**WHAT TO DO**
Scan the data below and pick out the lines containing the word "forty".
LISTED ENTRIES section start
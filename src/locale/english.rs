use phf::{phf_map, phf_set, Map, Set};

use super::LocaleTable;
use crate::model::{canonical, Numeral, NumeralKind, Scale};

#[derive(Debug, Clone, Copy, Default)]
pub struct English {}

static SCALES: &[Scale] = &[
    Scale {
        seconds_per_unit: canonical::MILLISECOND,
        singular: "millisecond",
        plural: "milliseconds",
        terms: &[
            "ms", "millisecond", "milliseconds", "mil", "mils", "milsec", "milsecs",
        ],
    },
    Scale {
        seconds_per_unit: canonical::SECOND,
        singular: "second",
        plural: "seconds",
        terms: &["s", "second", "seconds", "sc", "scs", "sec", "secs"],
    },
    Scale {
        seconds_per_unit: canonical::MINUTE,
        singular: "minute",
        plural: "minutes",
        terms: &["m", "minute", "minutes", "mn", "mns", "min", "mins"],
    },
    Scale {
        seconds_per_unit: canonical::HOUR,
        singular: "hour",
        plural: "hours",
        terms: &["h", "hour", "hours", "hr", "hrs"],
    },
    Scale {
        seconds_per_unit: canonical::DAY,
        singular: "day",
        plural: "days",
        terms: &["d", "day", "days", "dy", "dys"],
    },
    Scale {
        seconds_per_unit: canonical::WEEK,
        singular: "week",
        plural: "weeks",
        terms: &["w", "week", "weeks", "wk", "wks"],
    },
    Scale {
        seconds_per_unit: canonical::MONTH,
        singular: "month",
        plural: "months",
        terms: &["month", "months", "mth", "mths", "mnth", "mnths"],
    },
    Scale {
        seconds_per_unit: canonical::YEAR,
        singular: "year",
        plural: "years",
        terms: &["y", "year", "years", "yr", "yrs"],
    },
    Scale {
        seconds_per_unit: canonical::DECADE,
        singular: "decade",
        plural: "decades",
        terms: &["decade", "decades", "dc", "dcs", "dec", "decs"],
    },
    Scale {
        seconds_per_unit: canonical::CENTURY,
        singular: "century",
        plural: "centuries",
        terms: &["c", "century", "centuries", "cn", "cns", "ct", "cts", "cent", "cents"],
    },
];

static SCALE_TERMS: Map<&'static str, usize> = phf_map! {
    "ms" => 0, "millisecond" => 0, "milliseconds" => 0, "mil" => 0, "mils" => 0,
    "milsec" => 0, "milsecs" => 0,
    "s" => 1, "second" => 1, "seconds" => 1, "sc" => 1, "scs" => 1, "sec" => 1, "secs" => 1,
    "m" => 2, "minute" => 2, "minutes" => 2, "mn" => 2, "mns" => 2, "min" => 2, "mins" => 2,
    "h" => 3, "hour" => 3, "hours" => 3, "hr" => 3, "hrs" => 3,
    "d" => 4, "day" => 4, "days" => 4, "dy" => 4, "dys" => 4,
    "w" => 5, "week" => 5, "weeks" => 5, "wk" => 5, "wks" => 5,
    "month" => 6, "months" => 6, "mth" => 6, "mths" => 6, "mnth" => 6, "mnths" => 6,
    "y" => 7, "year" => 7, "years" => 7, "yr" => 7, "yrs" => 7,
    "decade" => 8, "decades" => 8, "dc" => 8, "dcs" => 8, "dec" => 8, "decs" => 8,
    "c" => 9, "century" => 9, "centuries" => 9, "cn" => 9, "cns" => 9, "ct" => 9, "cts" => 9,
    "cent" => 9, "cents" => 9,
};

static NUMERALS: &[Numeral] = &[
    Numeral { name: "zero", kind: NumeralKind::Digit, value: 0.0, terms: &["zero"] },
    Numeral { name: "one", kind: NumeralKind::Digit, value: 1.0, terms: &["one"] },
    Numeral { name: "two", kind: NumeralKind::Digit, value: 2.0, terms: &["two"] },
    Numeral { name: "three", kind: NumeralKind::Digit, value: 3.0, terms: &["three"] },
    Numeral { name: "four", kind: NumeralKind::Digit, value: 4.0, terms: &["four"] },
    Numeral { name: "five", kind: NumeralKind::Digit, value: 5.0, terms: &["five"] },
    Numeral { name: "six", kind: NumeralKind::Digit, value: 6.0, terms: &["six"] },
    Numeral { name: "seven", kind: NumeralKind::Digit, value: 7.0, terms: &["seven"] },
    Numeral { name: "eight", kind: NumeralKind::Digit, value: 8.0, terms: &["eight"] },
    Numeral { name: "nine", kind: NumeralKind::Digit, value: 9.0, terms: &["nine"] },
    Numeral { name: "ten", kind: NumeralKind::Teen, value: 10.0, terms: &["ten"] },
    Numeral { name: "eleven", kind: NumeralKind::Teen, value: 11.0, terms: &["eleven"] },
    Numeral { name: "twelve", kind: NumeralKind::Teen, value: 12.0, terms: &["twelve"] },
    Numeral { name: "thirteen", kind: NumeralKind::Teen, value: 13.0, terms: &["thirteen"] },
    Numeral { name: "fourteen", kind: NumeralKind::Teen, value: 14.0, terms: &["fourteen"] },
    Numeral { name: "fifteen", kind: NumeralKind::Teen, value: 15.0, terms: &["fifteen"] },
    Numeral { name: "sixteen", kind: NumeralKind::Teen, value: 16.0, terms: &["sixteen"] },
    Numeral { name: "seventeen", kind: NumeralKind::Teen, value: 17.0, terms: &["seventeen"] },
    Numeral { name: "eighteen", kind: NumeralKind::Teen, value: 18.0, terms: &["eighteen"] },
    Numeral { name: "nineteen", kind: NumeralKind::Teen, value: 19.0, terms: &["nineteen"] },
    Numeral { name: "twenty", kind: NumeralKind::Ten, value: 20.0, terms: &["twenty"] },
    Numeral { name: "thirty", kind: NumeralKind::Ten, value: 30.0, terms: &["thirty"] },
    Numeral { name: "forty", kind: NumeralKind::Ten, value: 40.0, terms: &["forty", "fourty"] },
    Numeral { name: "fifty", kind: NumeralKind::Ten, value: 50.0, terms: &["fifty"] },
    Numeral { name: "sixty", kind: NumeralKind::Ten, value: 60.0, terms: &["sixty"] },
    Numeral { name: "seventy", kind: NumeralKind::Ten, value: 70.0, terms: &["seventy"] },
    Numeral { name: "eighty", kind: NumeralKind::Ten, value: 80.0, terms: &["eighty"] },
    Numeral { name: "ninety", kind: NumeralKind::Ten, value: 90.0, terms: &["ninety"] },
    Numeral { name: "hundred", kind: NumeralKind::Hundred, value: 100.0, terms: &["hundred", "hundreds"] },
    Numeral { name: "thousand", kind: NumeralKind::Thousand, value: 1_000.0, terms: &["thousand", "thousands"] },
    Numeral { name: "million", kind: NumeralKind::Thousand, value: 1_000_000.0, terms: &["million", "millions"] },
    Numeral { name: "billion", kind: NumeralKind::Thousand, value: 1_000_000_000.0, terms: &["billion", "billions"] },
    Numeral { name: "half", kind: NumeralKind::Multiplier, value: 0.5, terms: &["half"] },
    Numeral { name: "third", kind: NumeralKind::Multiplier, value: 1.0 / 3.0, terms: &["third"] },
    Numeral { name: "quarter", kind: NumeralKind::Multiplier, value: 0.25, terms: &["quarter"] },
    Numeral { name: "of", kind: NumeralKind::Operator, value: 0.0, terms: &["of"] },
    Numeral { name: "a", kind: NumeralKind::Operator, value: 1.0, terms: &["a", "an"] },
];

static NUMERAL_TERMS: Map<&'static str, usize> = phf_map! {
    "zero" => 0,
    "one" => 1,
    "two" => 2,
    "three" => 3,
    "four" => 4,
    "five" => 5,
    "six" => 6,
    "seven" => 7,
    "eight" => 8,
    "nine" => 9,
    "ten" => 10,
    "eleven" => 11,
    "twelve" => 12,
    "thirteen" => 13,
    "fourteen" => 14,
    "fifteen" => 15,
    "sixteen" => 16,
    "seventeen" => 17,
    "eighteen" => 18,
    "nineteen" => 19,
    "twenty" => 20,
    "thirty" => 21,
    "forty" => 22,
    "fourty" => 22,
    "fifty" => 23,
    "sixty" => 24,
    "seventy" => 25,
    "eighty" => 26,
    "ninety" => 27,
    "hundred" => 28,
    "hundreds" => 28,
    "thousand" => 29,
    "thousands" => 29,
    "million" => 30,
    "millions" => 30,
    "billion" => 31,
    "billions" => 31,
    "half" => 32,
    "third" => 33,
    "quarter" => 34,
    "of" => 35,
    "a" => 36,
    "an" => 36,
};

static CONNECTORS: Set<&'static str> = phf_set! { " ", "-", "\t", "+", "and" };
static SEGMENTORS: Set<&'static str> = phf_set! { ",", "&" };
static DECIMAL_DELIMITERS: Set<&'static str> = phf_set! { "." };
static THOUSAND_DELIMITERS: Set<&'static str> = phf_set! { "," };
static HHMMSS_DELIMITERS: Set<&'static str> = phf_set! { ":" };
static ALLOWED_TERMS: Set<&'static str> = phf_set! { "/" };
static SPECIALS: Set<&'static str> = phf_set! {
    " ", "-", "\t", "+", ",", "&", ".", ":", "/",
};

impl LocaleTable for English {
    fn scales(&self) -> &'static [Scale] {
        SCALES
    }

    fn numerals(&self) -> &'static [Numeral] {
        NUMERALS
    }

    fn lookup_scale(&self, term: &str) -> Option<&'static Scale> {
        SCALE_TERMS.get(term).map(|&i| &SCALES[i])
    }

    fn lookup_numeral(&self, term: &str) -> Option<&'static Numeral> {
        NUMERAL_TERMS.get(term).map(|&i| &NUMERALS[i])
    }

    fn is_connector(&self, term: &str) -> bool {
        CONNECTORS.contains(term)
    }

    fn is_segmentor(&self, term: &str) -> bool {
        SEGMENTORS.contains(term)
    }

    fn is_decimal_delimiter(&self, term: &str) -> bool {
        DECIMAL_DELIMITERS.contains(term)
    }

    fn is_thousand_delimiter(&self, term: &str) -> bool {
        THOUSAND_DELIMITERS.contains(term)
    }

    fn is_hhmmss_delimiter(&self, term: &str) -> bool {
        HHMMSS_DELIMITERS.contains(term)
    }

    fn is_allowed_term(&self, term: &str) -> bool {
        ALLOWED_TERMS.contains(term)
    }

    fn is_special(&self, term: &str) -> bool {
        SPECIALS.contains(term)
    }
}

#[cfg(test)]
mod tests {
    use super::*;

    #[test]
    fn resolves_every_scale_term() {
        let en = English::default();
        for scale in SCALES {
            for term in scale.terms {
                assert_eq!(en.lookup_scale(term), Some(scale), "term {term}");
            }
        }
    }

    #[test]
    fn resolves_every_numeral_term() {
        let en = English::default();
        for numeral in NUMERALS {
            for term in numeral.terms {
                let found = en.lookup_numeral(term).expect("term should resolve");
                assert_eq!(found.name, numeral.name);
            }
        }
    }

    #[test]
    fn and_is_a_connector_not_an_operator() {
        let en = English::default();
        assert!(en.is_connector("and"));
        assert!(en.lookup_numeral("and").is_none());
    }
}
LISTED ENTRIES section end
**WRITTEN ANSWER**
    Numeral { name: "forty", kind: NumeralKind::Ten, value: 40.0, terms: &["forty", "fourty"] },
    "forty" => 22,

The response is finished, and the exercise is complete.